Proxy advisors recommend NPS vote for POSCO split-off

Despite the advice, the top shareholder of POSCO could veto its transition into a holding firm structure

Proxy advisors recommend NPS vote for POSCO split-off
Jae-Fu Kim 2
2022-01-20 15:54:57 hu@hankyung.com
Corporate restructuring

South Korea's National Pension Service (NPS), the largest shareholder of POSCO Co., was recommended by all its four proxy advisors to vote for the steelmaker's plan to split itself into a holding company and a steelmaking unit, according to people with knowledge of the matter on Wednesday.

Glass, Lewis & Co., Institutional Shareholder Services Inc. (ISS) and two South Korean proxy advisors have verbally delivered such a recommendation to the NPS, ahead of POSCO's shareholder gathering due on Jan. 28.

After POSCO Group on Dec. 10 decided to split off POSCO into POSCO Holdings and a steelmaking company with the holding firm owning 100% stakes in affiliates, the NPS sought opinions from its proxy advisory firms on how to vote on the steel company's restructuring plan.

The world’s No. 3 pension scheme holds a 9.75% stake in POSCO as of end-September, 2021, followed by No. 2 shareholder Citibank with a 7.3% stake.
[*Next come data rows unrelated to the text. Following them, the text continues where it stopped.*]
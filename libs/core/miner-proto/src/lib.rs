// [libs/core/miner-proto/src/lib.rs]
//! Cliente TCP endurecido para la API de control CGMiner (C1).
//!
//! Capa L1 pura: no conoce bases de datos, adaptadores ni el
//! protocolo edge-cloud. Sólo sabe hablar con un firmware CGMiner real.

pub mod client;
pub mod errors;
pub mod telemetry;

pub use client::{MinerProtoClient, ALLOWED_COMMANDS, CONTROL_COMMANDS, DEFAULT_PORT};
pub use errors::MinerProtoError;
pub use telemetry::{get_normalized_telemetry, quick_probe, MinerOnlineStatus, QuickProbeResult, TelemetryRecord};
Citibank serves as a custodian of the US-based shareholders and thus has no voting rights on the shares.

Minority shareholders take up the majority of 70% of its outstanding shares.

"Since POSCO pledged not to list the companies to be spun off, there is little likelihood that the split-off might damage its shareholder value," one of the people said, quoting the NPS' proxy advisors, which also include Korea Corporate Governance Service and Korea ESG Research Institute.

To dispel concerns about equity value dilution from its transition into a holding company structure, POSCO Group Chairman and Chief Executive Choi Jeong-woo last month reaffirmed its determination not to list on the stock market the steelmaking unit and other businesses to be separated from its to-be-launched holding company.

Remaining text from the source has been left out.